Cardiovascular pharmacologist

Harry Struijker Boudier is a cardiovascular pharmacologist and academic. He is an emeritus professor of Pharmacology at Maastricht University.

Struijker Boudier's research has been focused in the areas of cardiovascular disease, pharmacological science, and pharmacotherapy. He has received the Saavan Zwanenberg Honorary Prize, an honorary doctorate from the University of Liège, Belgium, and Prix Descartes-Huygens from the French Académie des Sciences. He was also appointed an Officer of the Order of Orange-Nassau of the Dutch Royal House in 2010.

==Education==
Struijker Boudier completed his graduation in Pharmacochemistry and Biochemistry and Doctor of Philosophy in Pharmacology from the Radboud University Nijmegen in 1973 and 1975, respectively.

==Career==
At the University of Maastricht Medical School, Struijker Boudier held the role of professor of Experimental Pharmacology and chaired the Department of Pharmacology and Toxicology. He was also designated as a scientific director of the Cardiovascular Research Institute Maastricht. He is the chairman of the scientific board of the Paris Cardiovascular Research Center and the Nancy Cardiovascular Research Center. He also holds the title of emeritus professor at Maastricht University.

==Research==
During his early research studies, Struijker Boudier highlighted the vascular origin of hypertension, in particular at the level of the microcirculation. In a later follow-up, together with Le Noble and Levy, he showed that VEGF (Vascular Endothelial Growth Factor) inhibitors cause hypertension. His research also highlighted that dysfunctional microcirculation is a key shared mechanism that induces diabetes and hypertension.

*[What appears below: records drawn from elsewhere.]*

impl<'g, G: Generator> NodeMapBuilder<'g, G> {
	fn node_mut(&mut self, graph: &str, id: &str) -> &mut Object {
		self.result
			.graphs
			.entry(graph.to_owned())
			.or_default()
			.entry(id.to_owned())
			.or_insert_with(|| object1("@id", string(id)))
	}

	fn relabel(&mut self, id: &str) -> String {
		if is_blank_id(id) {
			self.generator.generate(Some(id))
		} else {
			id.to_owned()
		}
	}

	/// Appends `value` to the active property of the active subject, or to
	/// `list` if any.
	fn append(
		&mut self,
		active_graph: &str,
		active_subject: Subject,
		active_property: Option<&str>,
		list: Option<&mut Vec<Value>>,
		value: Value,
		unique: bool,
	) {
		match list {
			Some(list) => list.push(value),
			None => {
				if let (Subject::Node(subject), Some(property)) = (active_subject, active_property) {
					let node = self.node_mut(active_graph, subject);
					if unique {
						add_unique_value(node, property, value)
					} else {
						add_value(node, property, value, true)
					}
				}
			}
		}
	}

	/// Node map generation algorithm.
	///
	/// See <https://www.w3.org/TR/json-ld11-api/#node-map-generation>.
	fn extend(
		&mut self,
		element: &Value,
		active_graph: &str,
		active_subject: Subject,
		active_property: Option<&str>,
		mut list: Option<&mut Vec<Value>>,
	) -> Result<(), Error> {
		let element = match element {
			// 1) If element is an array, process each item in element
			// recursively by passing item for element, node map, active graph,
			// active subject, active property, and list.
			Value::Array(items) => {
				for item in items {
					self.extend(
						item,
						active_graph,
						active_subject,
						active_property,
						list.as_deref_mut(),
					)?
				}

				return Ok(());
			}
			Value::Object(element) => element,
			_ => return Ok(()),
		};

		// 2) Otherwise element is a map. Reference the map which is the value
		// of the active graph entry of node map using the variable graph.
		self.result.graphs.entry(active_graph.to_owned()).or_default();
		let mut element = element.clone();

		// 3) For each item in the @type entry of element, if item is a blank
		// node identifier, replace it with a newly generated blank node
		// identifier passing item for identifier.
		if let Some(types) = element.take("@type") {
			let types = match types {
				Value::Array(items) => Value::Array(
					items
						.into_iter()
						.map(|item| match item {
							Value::String(t) => string(self.relabel(&t)),
							item => item,
						})
						.collect(),
				),
				Value::String(t) => string(self.relabel(&t)),
				other => other,
			};

			element.set("@type", types)
		}

		// 4) If element has an @value entry, perform the following steps:
		if element.has("@value") {
			// 4.1) If list is null: if subject node does not have an active
			// property entry, create one and initialize it to an array
			// containing element. Otherwise, compare element against every
			// item in the array associated with the active property entry of
			// subject node. If there is no item equivalent to element, append
			// element to the array.
			// 4.2) Otherwise, append element to the @list entry of list.
			self.append(
				active_graph,
				active_subject,
				active_property,
				list,
				Value::Object(element),
				true,
			);
			return Ok(());
		}

		// 5) Otherwise, if element has an @list entry, perform the following
		// steps:
		if let Some(items) = element.take("@list") {
			// 5.1) Initialize a new map result consisting of a single entry
			// @list whose value is initialized to an empty array.
			// 5.2) Recursively call this algorithm passing the value of
			// element's @list entry for element, node map, active graph, active
			// subject, active property, and result for list.
			let mut result = Vec::new();
			self.extend(
				&items,
				active_graph,
				active_subject,
				active_property,
				Some(&mut result),
			)?;

			// 5.3) If list is null, append result to the value of the active
			// property entry of subject node.
			// 5.4) Otherwise, append result to the @list entry of list.
			let result = Value::Object(object1("@list", Value::Array(result)));
			self.append(
				active_graph,
				active_subject,
				active_property,
				list,
				result,
				false,
			);
			return Ok(());
		}

		// 6) Otherwise element is a node object, perform the following steps:
		// 6.1) If element has an @id entry, set id to its value and remove the
		// entry from element. If id is a blank node identifier, replace it
		// with a newly generated blank node identifier passing id for
		// identifier.
		// 6.2) Otherwise, set id to the result of the Generate Blank Node
		// Identifier algorithm passing null for identifier.
		let id = match element.take("@id") {
			Some(Value::String(id)) => self.relabel(&id),
			_ => self.generator.generate(None),
		};

		// 6.3) If graph does not contain an entry id, create one and
		// initialize its value to a map consisting of a single entry @id whose
		// value is id.
		self.node_mut(active_graph, &id);

		match active_subject {
			// 6.5) If active subject is a map, a reverse property relationship
			// is being processed. Use add value to add active subject to the
			// active property entry in node, using true for as array, avoiding
			// duplicates.
			Subject::Reverse(subject) => {
				if let Some(property) = active_property {
					let node = self.node_mut(active_graph, &id);
					add_unique_value(node, property, Value::Object(subject.clone()))
				}
			}
			// 6.6) Otherwise, if active property is not null, perform the
			// following steps:
			_ => {
				if active_property.is_some() {
					// 6.6.1) Create a new map reference consisting of a single
					// entry @id whose value is id.
					// 6.6.2) If list is null, use add value to add reference to
					// the active property entry in subject node, avoiding
					// duplicates. Otherwise, append reference to the @list
					// entry of list.
					let reference = Value::Object(object1("@id", string(id.as_str())));
					self.append(
						active_graph,
						active_subject,
						active_property,
						list,
						reference,
						true,
					)
				}
			}
		}

		// 6.7) If element has an @type entry, append each item of its
		// associated array to the array associated with the @type entry in
		// node unless it is already in that array. Finally remove the @type
		// entry from element.
		if let Some(types) = element.take("@type") {
			let node = self.node_mut(active_graph, &id);
			for typ in into_array(types) {
				add_unique_value(node, "@type", typ)
			}
		}

		// 6.8) If element has an @index entry, set the @index entry of node to
		// its value. If node already has an @index entry with a different
		// value, a conflicting indexes error has been detected and processing
		// is aborted. Otherwise, continue by removing the @index entry from
		// element.
		if let Some(index) = element.take("@index") {
			let node = self.node_mut(active_graph, &id);
			match node.value("@index") {
				Some(current) if *current != index => {
					return Err(Error::new(
						ErrorCode::ConflictingIndexes,
						format!("node `{id}` has conflicting indexes"),
					))
				}
				_ => node.set("@index", index),
			}
		}

		// 6.9) If element has an @reverse entry:
		if let Some(reverse_map) = element.take("@reverse") {
			// 6.9.1) Create a map referenced node with a single entry @id whose
			// value is id.
			let referenced_node = object1("@id", string(id.as_str()));

			// 6.9.3) For each key-value pair property-values in reverse map:
			if let Value::Object(reverse_map) = reverse_map {
				for Entry { key, value } in reverse_map.entries() {
					// 6.9.3.1) For each value of values: recursively invoke this
					// algorithm passing value for element, node map, active
					// graph, referenced node for active subject, and property
					// for active property.
					self.extend(
						value,
						active_graph,
						Subject::Reverse(&referenced_node),
						Some(key.as_str()),
						None,
					)?
				}
			}
		}

		// 6.10) If element has an @graph entry, recursively invoke this
		// algorithm passing the value of the @graph entry for element, node
		// map, and id for active graph before removing the @graph entry from
		// element.
		if let Some(graph) = element.take("@graph") {
			self.result.graphs.entry(id.clone()).or_default();
			self.extend(&graph, &id, Subject::None, None, None)?
		}

		// 6.11) If element has an @included entry, recursively invoke this
		// algorithm passing the value of the @included entry for element,
		// node map, and active graph before removing the @included entry from
		// element.
		if let Some(included) = element.take("@included") {
			self.extend(&included, active_graph, Subject::None, None, None)?
		}

		// 6.12) Finally, for each key-value pair property-value in element
		// ordered by property perform the following steps:
		for Entry { key, value } in sorted_entries(&element, true) {
			// 6.12.1) If property is a blank node identifier, replace it with a
			// newly generated blank node identifier passing property for
			// identifier.
			let property = self.relabel(key.as_str());

			// 6.12.2) If node does not have a property entry, create one and
			// initialize its value to an empty array.
			let node = self.node_mut(active_graph, &id);
			if !node.has(&property) {
				node.set(&property, Value::Array(Vec::new()))
			}

			// 6.12.3) Recursively invoke this algorithm passing value for
			// element, node map, active graph, id for active subject, and
			// property for active property.
			self.extend(
				value,
				active_graph,
				Subject::Node(&id),
				Some(&property),
				None,
			)?
		}

		Ok(())
	}
}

Together with Kool and Van Bortel, Struijker Boudier documented that smoking, even one cigarette, increases arterial stiffness and augments the risk of cardiovascular diseases and stroke. In another collaborative study, he emphasized that arterial aging is not uniform; muscular arteries change less with age, whereas central arteries stiffen significantly. Furthermore, he examined the clinical implications of arterial stiffness, specifically its role in predicting cardiovascular diseases. In addition, he discussed appropriate assessment methods for arterial stiffness, emphasizing the shift to more direct measures, such as carotid-femoral pulse wave velocity (PWV) and augmentation index.

==Awards and honors==
- 2001 – Doctor Honoris Causa, University of Liège, Belgium
- 2002 – Descartes-Huygens Prize, French Académie des Sciences
- 2010 – Officer, Order of Orange-Nassau of the Royal Dutch House
- 2019 – Saavan Zwanenberg Honorary Prize, Royal Holland Society of Sciences and Humanities

==Selected articles==
- Levy, B. I. (2001). "Microcirculation in hypertension: a new target for treatment?"
- Safar, M. E. (2003). "Current perspectives on arterial stiffness and pulse pressure in hypertension and cardiovascular diseases"
- Laurent, S. (2006). "Expert consensus document on arterial stiffness: methodological issues and clinical applications"
- Levy, B. I. (2008). "Impaired tissue perfusion: a pathology common to hypertension, obesity, and diabetes mellitus"
- Mancia, Giuseppe (2009). "Reappraisal of European guidelines on hypertension management: a European Society of Hypertension Task Force document"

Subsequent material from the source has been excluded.